Legislation and regulatory frameworks with no enforcement lack substance. As the record €40 million fine against French ad-tech giant Crieto shows, the EU is again leading the pack in showing that violating the rules has consequences. Anticipate seeing more fines and more companies investing in privacy compliance tools and audits in 2024—making marketing measurement and reliance on first-party data more complicated.
4. NEW SELF-SERVICE AD OFFERINGS TO CHALLENGE THE META/GOOGLE DUOPOLY
While Meta and Google certainly aren’t the end-all-be-all of digital marketing platforms, their combined nearly 60% market share might make most marketers believe otherwise. However, what has given Google and Meta the market share they command isn’t a best-in-class product offer but their democratization of advertising tools and a low barrier to entry for even the smallest of startups and local businesses. Long gone are the days of needing six-plus-figure budgets to advertise. As 2024 comes into full force, expect platforms like Amazon, Microsoft, TikTok, Hulu, and Disney to embrace and double down on the self-service, everyone-can-run-ads-here ethos.
Microsoft’s ad partnership with Netflix and their ability to play a long game means that despite years of trying to create a powerhouse advertising business that has left them competing for scraps, 2024 may be the year Microsoft’s advertising business grows. All that’s missing is a well-designed user experience and market awareness.
5. COMMERCE AND RETAIL MEDIA EXPLOSION
While first-party data may be king, the kingdom is commerce and retail media. Publishers are taking note as retailers like Target, Kroger, Walmart, Amazon, and beyond continue to make forays into retail media to monetize their first-party data and diversify revenue streams. Expect an emphasis on commerce marketing, from social platforms to connected TV and more.

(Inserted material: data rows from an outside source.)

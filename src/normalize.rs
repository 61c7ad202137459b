//! Cell Normalizer Module
//!
//! あらゆるセル表現（スカラー、リッチテキスト、ハイパーリンク、数式キャッシュ、空）を
//! トリム済みの単一文字列へ変換するモジュール。
//!
//! 解釈できない値は空文字列へ縮退させ、エラーとして呼び出し元へ伝播させません。
//! 1セルの異常でシート全体の抽出を止めないための方針です。

use chrono::{Duration, NaiveDate};

use crate::types::{RawCell, ScalarValue};

/// 1900年システムでの1904年エポックとの差（日数）
pub(crate) const EPOCH_1904_OFFSET_DAYS: f64 = 1462.0;

/// セルを文字列へ正規化する
///
/// # 引数
///
/// * `cell` - 正規化するセル
///
/// # 戻り値
///
/// 前後の空白を取り除いた文字列。空セルや解釈できない値は`""`。
///
/// # 使用例
///
/// ```rust
/// use gradesheet::{normalize, RawCell, RichTextRun};
///
/// let cell = RawCell::RichText(vec![RichTextRun::plain("Al"), RichTextRun::plain("ice")]);
/// assert_eq!(normalize(&cell), "Alice");
/// ```
pub fn normalize(cell: &RawCell) -> String {
    let text = match cell {
        RawCell::Empty => return String::new(),
        RawCell::RichText(runs) => runs.iter().map(|run| run.text.as_str()).collect(),
        RawCell::Hyperlink { text, .. } => text.clone(),
        RawCell::FormulaResult {
            cached: Some(value),
            ..
        } => scalar_to_string(value),
        RawCell::FormulaResult { cached: None, .. } => {
            tracing::trace!("formula without cached result normalized to empty");
            return String::new();
        }
        RawCell::Scalar(value) => scalar_to_string(value),
    };

    let trimmed = text.trim();
    if trimmed.len() == text.len() {
        text
    } else {
        trimmed.to_string()
    }
}

/// スカラー値を文字列へ変換
fn scalar_to_string(value: &ScalarValue) -> String {
    match value {
        ScalarValue::String(s) => s.clone(),
        ScalarValue::Number(n) => format_number(*n),
        ScalarValue::Bool(b) => b.to_string(),
        ScalarValue::DateTime(serial) => {
            format_serial_date(*serial).unwrap_or_else(|| format_number(*serial))
        }
        ScalarValue::Error(code) => {
            tracing::trace!(code = %code, "error cell normalized to empty");
            String::new()
        }
    }
}

/// 数値を文字列へ変換
///
/// 整数値は小数点なし（`101.0` → `"101"`）、それ以外は最短の往復可能表現。
pub(crate) fn format_number(n: f64) -> String {
    if n.is_finite() && n.fract() == 0.0 && n.abs() < 1e15 {
        format!("{}", n as i64)
    } else {
        n.to_string()
    }
}

/// 1900年システムのシリアル値をISO形式の日付（時刻）文字列へ変換
///
/// # エポックシステム
///
/// - シリアル値1 = 1900-01-01
/// - シリアル値60はExcelの1900年うるう年バグによる架空の日付で、2月28日として扱う
/// - シリアル値61以降は1899-12-30起算
///
/// 時刻成分がある場合は`%Y-%m-%d %H:%M:%S`、ない場合は`%Y-%m-%d`。
/// 負の値や範囲外の値は`None`。
pub(crate) fn format_serial_date(serial: f64) -> Option<String> {
    if !serial.is_finite() || serial < 0.0 {
        return None;
    }

    let epoch = if serial < 60.0 {
        NaiveDate::from_ymd_opt(1899, 12, 31)?
    } else {
        NaiveDate::from_ymd_opt(1899, 12, 30)?
    };

    let days = serial.floor();
    let mut seconds = ((serial - days) * 86_400.0).round() as i64;
    let mut days = days as i64;
    if seconds >= 86_400 {
        days += 1;
        seconds -= 86_400;
    }

    let date = epoch.checked_add_signed(Duration::try_days(days)?)?;
    if seconds == 0 {
        return Some(date.format("%Y-%m-%d").to_string());
    }

    let datetime = date
        .and_hms_opt(0, 0, 0)?
        .checked_add_signed(Duration::try_seconds(seconds)?)?;
    Some(datetime.format("%Y-%m-%d %H:%M:%S").to_string())
}

#[cfg(test)]
mod tests {
    use super::*;
    use crate::types::RichTextRun;

    #[test]
    fn test_empty() {
        assert_eq!(normalize(&RawCell::Empty), "");
    }

    #[test]
    fn test_rich_text_runs_concatenated() {
        let cell = RawCell::RichText(vec![
            RichTextRun {
                text: "Al".to_string(),
                bold: true,
                italic: false,
            },
            RichTextRun::plain("ice"),
        ]);
        assert_eq!(normalize(&cell), "Alice");
    }

    #[test]
    fn test_rich_text_keeps_inner_whitespace() {
        let cell = RawCell::RichText(vec![RichTextRun::plain(" Bob "), RichTextRun::plain("Smith ")]);
        assert_eq!(normalize(&cell), "Bob Smith");
    }

    #[test]
    fn test_hyperlink_uses_text() {
        let cell = RawCell::Hyperlink {
            text: " Portal ".to_string(),
            target: "https://example.com".to_string(),
        };
        assert_eq!(normalize(&cell), "Portal");
    }

    #[test]
    fn test_formula_cached_result() {
        let cell = RawCell::FormulaResult {
            formula: "SUM(A1:D1)".to_string(),
            cached: Some(ScalarValue::Number(100.0)),
        };
        assert_eq!(normalize(&cell), "100");

        let missing = RawCell::FormulaResult {
            formula: "SUM(A1:D1)".to_string(),
            cached: None,
        };
        assert_eq!(normalize(&missing), "");
    }

    #[test]
    fn test_scalar_string_trimmed() {
        assert_eq!(normalize(&RawCell::text("  S1\t")), "S1");
        assert_eq!(normalize(&RawCell::text("   ")), "");
    }

    #[test]
    fn test_numbers() {
        assert_eq!(normalize(&RawCell::Scalar(ScalarValue::Number(101.0))), "101");
        assert_eq!(normalize(&RawCell::Scalar(ScalarValue::Number(0.0))), "0");
        assert_eq!(normalize(&RawCell::Scalar(ScalarValue::Number(8.5))), "8.5");
        assert_eq!(normalize(&RawCell::Scalar(ScalarValue::Number(-3.0))), "-3");
    }

    #[test]
    fn test_bool() {
        assert_eq!(normalize(&RawCell::Scalar(ScalarValue::Bool(true))), "true");
        assert_eq!(normalize(&RawCell::Scalar(ScalarValue::Bool(false))), "false");
    }

    #[test]
    fn test_error_cell_degrades_to_empty() {
        let cell = RawCell::Scalar(ScalarValue::Error("#DIV/0!".to_string()));
        assert_eq!(normalize(&cell), "");

        let formula = RawCell::FormulaResult {
            formula: "1/0".to_string(),
            cached: Some(ScalarValue::Error("#DIV/0!".to_string())),
        };
        assert_eq!(normalize(&formula), "");
    }

    #[test]
    fn test_serial_dates() {
        assert_eq!(format_serial_date(1.0).as_deref(), Some("1900-01-01"));
        assert_eq!(format_serial_date(59.0).as_deref(), Some("1900-02-28"));
        assert_eq!(format_serial_date(61.0).as_deref(), Some("1900-03-01"));
        assert_eq!(format_serial_date(45658.0).as_deref(), Some("2025-01-01"));
        assert_eq!(
            format_serial_date(45658.5).as_deref(),
            Some("2025-01-01 12:00:00")
        );
        assert_eq!(format_serial_date(-1.0), None);
    }

    #[test]
    fn test_1904_offset() {
        // 1904年システムのシリアル0 = 1904-01-01
        assert_eq!(
            format_serial_date(EPOCH_1904_OFFSET_DAYS).as_deref(),
            Some("1904-01-01")
        );
    }

    #[test]
    fn test_datetime_cell() {
        let cell = RawCell::Scalar(ScalarValue::DateTime(45658.0));
        assert_eq!(normalize(&cell), "2025-01-01");
    }

    mod property_tests {
        use super::*;
        use proptest::prelude::*;

        proptest! {
            // どの表現に包んでも、元の文字列のトリム結果が得られる
            #[test]
            fn test_round_trip_over_shapes(s in "\\PC{0,24}") {
                let expected = s.trim().to_string();

                let scalar = RawCell::text(s.clone());
                let rich = RawCell::RichText(vec![RichTextRun::plain(s.clone())]);
                let link = RawCell::Hyperlink { text: s.clone(), target: "x".to_string() };
                let formula = RawCell::FormulaResult {
                    formula: "A1".to_string(),
                    cached: Some(ScalarValue::String(s.clone())),
                };

                prop_assert_eq!(normalize(&scalar), expected.clone());
                prop_assert_eq!(normalize(&rich), expected.clone());
                prop_assert_eq!(normalize(&link), expected.clone());
                prop_assert_eq!(normalize(&formula), expected);
            }

            #[test]
            fn test_date_conversion_monotonicity(
                serial1 in 61u32..80000,
                serial2 in 61u32..80000
            ) {
                let date1 = format_serial_date(serial1 as f64).unwrap();
                let date2 = format_serial_date(serial2 as f64).unwrap();
                prop_assert_eq!(serial1.cmp(&serial2), date1.cmp(&date2));
            }

            #[test]
            fn test_integral_numbers_have_no_fraction(n in -1_000_000i64..1_000_000) {
                prop_assert_eq!(format_number(n as f64), n.to_string());
            }
        }
    }
}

While 2023 saw TikTok Shops launch with a bang, 2024 may be the year shoppable TV hits the mainstream, with Roku, Peacock, and similar streaming services. It’s feasible the streaming industry will begin offering more than just impressions in an effort to drive increases in revenue streams and position themselves as must-be media placements.
As we look to 2024, there’s one thing that’s certain: In digital media and advertising, change is the only constant. Organizations and brands that aren’t prepared to change with the times will find themselves perpetually playing catch-up.